Moody's on July 26 assigned first-time ratings to Marriott Ownership Resorts Inc., a subsidiary of Marriott Vacations Worldwide Corp. that operates timeshare rentals.
The rating agency's move follows Marriott Vacations' agreement to acquire all shares of Miami-based vacation services provider Interval Leisure Group.
Marriott Ownership was assigned a Ba2 corporate family rating, a Ba2-PD probability of default rating, a Baa3 senior secured bank facility rating, a Ba3 senior unsecured note rating, and an SGL-2 speculative grade liquidity rating, with a stable outlook.
Moody's also cited Marriott Ownership's combined portfolio of "quality brands" and its status as the second-largest timeshare company in terms of revenue and owner numbers, in addition to the stability of its timeshare exchange business.

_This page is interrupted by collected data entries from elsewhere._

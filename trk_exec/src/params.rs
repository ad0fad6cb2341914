//! # Tracking Executable Parameters

// ---------------------------------------------------------------------------
// IMPORTS
// ---------------------------------------------------------------------------

use serde::Deserialize;

use crate::detector::DetectorConfig;

// ---------------------------------------------------------------------------
// DATA STRUCTURES
// ---------------------------------------------------------------------------

#[derive(Deserialize)]
pub struct TrkExecParams {
    /// Linux device path for the tracking camera
    pub video_device: String,

    /// Width of the captured frames in pixels
    pub frame_width_px: u32,

    /// Height of the captured frames in pixels
    pub frame_height_px: u32,

    /// Capture rate in frames per second
    pub frame_rate_fps: u32,

    /// Linux device path for the drive platform serial link
    pub serial_device: String,

    /// Baud rate the serial device is configured for
    pub serial_baud: u32,

    /// Time allowed for the serial device to enumerate before giving up.
    ///
    /// Units: seconds
    pub serial_open_timeout_s: f64,

    /// Detector configuration for this session's marker family
    pub detector: DetectorConfig,
}
//! USB camera capture source
//!
//! Wraps an `rscam` V4L2 camera as a [`CaptureSource`]. The camera is
//! configured for MJPG capture and each raw frame is decoded to RGB before
//! being handed to the pipeline.

// ---------------------------------------------------------------------------
// IMPORTS
// ---------------------------------------------------------------------------

// External
use chrono::Utc;
use log::warn;
use rscam::{Camera, Config};

// Internal
use crate::params::TrkExecParams;
use vision_if::{
    cap::{CaptureError, CaptureSource},
    frame::Frame,
};

// ---------------------------------------------------------------------------
// CONSTANTS
// ---------------------------------------------------------------------------

/// Number of consecutive undecodable frames tolerated before the source is
/// declared dead.
const MAX_DECODE_FAULTS: u32 = 3;

// ---------------------------------------------------------------------------
// DATA STRUCTURES
// ---------------------------------------------------------------------------

/// Capture source backed by a local V4L2 USB camera.
pub struct UsbCapture {
    camera: Camera,
    closed: bool,
}

// ---------------------------------------------------------------------------
// IMPLEMENTATIONS
// ---------------------------------------------------------------------------

impl UsbCapture {
    /// Open and configure the camera named in the parameters.
    pub fn new(params: &TrkExecParams) -> Result<Self, CaptureError> {
        let mut camera =
            Camera::new(&params.video_device).map_err(CaptureError::DeviceOpenError)?;

        camera
            .start(&Config {
                interval: (1, params.frame_rate_fps),
                resolution: (params.frame_width_px, params.frame_height_px),
                format: b"MJPG",
                ..Default::default()
            })
            .map_err(|e| CaptureError::DeviceConfigError(format!("{:?}", e)))?;

        Ok(Self {
            camera,
            closed: false,
        })
    }
}

impl CaptureSource for UsbCapture {
    fn read(&mut self) -> Option<Frame> {
        if self.closed {
            return None;
        }

        let mut decode_faults = 0u32;

        loop {
            // Blocks until the camera produces the next frame
            let raw_frame = match self.camera.capture() {
                Ok(f) => f,
                Err(e) => {
                    warn!("Camera capture failed, closing the source: {}", e);
                    self.closed = true;
                    return None;
                }
            };
            let timestamp = Utc::now();

            match image::load_from_memory_with_format(&raw_frame, image::ImageFormat::Jpeg) {
                Ok(dyn_image) => return Some(Frame::from_dyn_image(dyn_image, timestamp)),
                Err(e) => {
                    // A single corrupt MJPG frame is recoverable, a run of
                    // them is not
                    warn!("Could not decode a captured frame: {}", e);
                    decode_faults += 1;

                    if decode_faults >= MAX_DECODE_FAULTS {
                        warn!("Too many undecodable frames, closing the source");
                        self.closed = true;
                        return None;
                    }
                }
            }
        }
    }

    fn closed(&self) -> bool {
        self.closed
    }

    fn stop_stream(&mut self) -> Result<(), CaptureError> {
        self.camera
            .stop()
            .map_err(|e| CaptureError::StreamRequestError(e.to_string()))
    }
}
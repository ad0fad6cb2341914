//! # Frame Pipeline
//!
//! Bridges the asynchronous capture producer to the synchronous control-loop
//! consumer with "freshest wins" semantics: the pipeline holds at most one
//! pending frame, a new submission unconditionally replaces an unconsumed
//! one. Dropping a stale frame is strictly preferable to queueing it, a
//! steering command computed from an old frame can be actively wrong.

// ------------------------------------------------------------------------------------------------
// IMPORTS
// ------------------------------------------------------------------------------------------------

use std::sync::{Arc, Condvar, Mutex, MutexGuard};

use vision_if::frame::Frame;

// ------------------------------------------------------------------------------------------------
// STRUCTS
// ------------------------------------------------------------------------------------------------

/// Producer side of the pipeline, owned by the capture source's thread.
///
/// Cloneable so the capture thread can hold the submission end while the main
/// thread retains the close signal if needed.
#[derive(Clone)]
pub struct FrameProducer {
    shared: Arc<Shared>,
}

/// Consumer side of the pipeline, owned by the control loop.
pub struct FrameConsumer {
    shared: Arc<Shared>,
}

/// The one-slot mailbox itself.
struct Shared {
    slot: Mutex<Slot>,
    available: Condvar,
}

struct Slot {
    frame: Option<Frame>,
    closed: bool,
}

// ------------------------------------------------------------------------------------------------
// PUBLIC FUNCTIONS
// ------------------------------------------------------------------------------------------------

/// Create a new frame pipeline, returning the producer and consumer ends.
pub fn new() -> (FrameProducer, FrameConsumer) {
    let shared = Arc::new(Shared {
        slot: Mutex::new(Slot {
            frame: None,
            closed: false,
        }),
        available: Condvar::new(),
    });

    (
        FrameProducer {
            shared: shared.clone(),
        },
        FrameConsumer { shared },
    )
}

// ------------------------------------------------------------------------------------------------
// IMPLS
// ------------------------------------------------------------------------------------------------

impl FrameProducer {
    /// Submit a frame to the pipeline.
    ///
    /// Always succeeds and never blocks beyond the slot lock. Any pending
    /// frame which has not yet been consumed is replaced, never retained.
    pub fn submit(&self, frame: Frame) {
        let mut slot = self.shared.lock_slot();
        slot.frame = Some(frame);
        self.shared.available.notify_one();
    }

    /// Signal that the capture source has terminated.
    ///
    /// `submit` must not be called after this. Wakes any blocked consumer so
    /// it can exit rather than wait forever.
    pub fn close(&self) {
        let mut slot = self.shared.lock_slot();
        slot.closed = true;
        self.shared.available.notify_all();
    }
}

impl FrameConsumer {
    /// Take the most recent frame, blocking until one is available.
    ///
    /// Returns `None` only once the producer has closed the pipeline and any
    /// final pending frame has been drained.
    pub fn take_latest(&self) -> Option<Frame> {
        let mut slot = self.shared.lock_slot();

        loop {
            if let Some(frame) = slot.frame.take() {
                return Some(frame);
            }

            if slot.closed {
                return None;
            }

            slot = match self.shared.available.wait(slot) {
                Ok(s) => s,
                Err(poisoned) => poisoned.into_inner(),
            };
        }
    }
}

impl Shared {
    /// Lock the slot, recovering from a poisoned lock.
    ///
    /// A panicking producer cannot leave the slot in a torn state, every
    /// mutation is a single assignment, so the data is safe to reuse.
    fn lock_slot(&self) -> MutexGuard<Slot> {
        match self.slot.lock() {
            Ok(s) => s,
            Err(poisoned) => poisoned.into_inner(),
        }
    }
}

// ------------------------------------------------------------------------------------------------
// TESTS
// ------------------------------------------------------------------------------------------------

#[cfg(test)]
mod test {
    use super::*;
    use chrono::Utc;
    use std::thread;
    use std::time::Duration;

    /// Build a 1x1 frame whose single pixel encodes a sequence number.
    fn numbered_frame(n: u8) -> Frame {
        Frame::from_rgb8(1, 1, vec![n, 0, 0], Utc::now()).unwrap()
    }

    #[test]
    fn test_freshest_wins() {
        let (producer, consumer) = new();

        // Rapid submissions with no intervening take: only the last survives
        for n in 0..5 {
            producer.submit(numbered_frame(n));
        }

        let frame = consumer.take_latest().unwrap();
        assert_eq!(frame.pixel(0, 0), Some([4, 0, 0]));

        // The slot is now empty, a close means no further frames
        producer.close();
        assert!(consumer.take_latest().is_none());
    }

    #[test]
    fn test_take_blocks_until_first_submit() {
        let (producer, consumer) = new();

        let handle = thread::spawn(move || consumer.take_latest());

        // Give the consumer time to block on the empty slot
        thread::sleep(Duration::from_millis(50));

        producer.submit(numbered_frame(7));

        let frame = handle.join().unwrap().unwrap();
        assert_eq!(frame.pixel(0, 0), Some([7, 0, 0]));
    }

    #[test]
    fn test_close_unblocks_consumer() {
        let (producer, consumer) = new();

        let handle = thread::spawn(move || consumer.take_latest());

        thread::sleep(Duration::from_millis(50));
        producer.close();

        assert!(handle.join().unwrap().is_none());
    }

    #[test]
    fn test_frame_submitted_before_close_is_delivered() {
        let (producer, consumer) = new();

        producer.submit(numbered_frame(3));
        producer.close();

        // The pending frame survives the close, only then does the pipeline
        // report closed
        let frame = consumer.take_latest().unwrap();
        assert_eq!(frame.pixel(0, 0), Some([3, 0, 0]));
        assert!(consumer.take_latest().is_none());
    }
}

The agency said the stable outlook reflects its view that parent Marriott Vacations will apply excess free cash flow to achieve and maintain leverage of about 5.0x. It added that the ratings could be upgraded if Marriott Vacations is able to improve leverage to about 3.5x and EBITA/interest coverage above 5.0x, while a downgrade could result if debt/EBITDA does not migrate toward 5.0x or EBITA/interest does not approach 3.5x.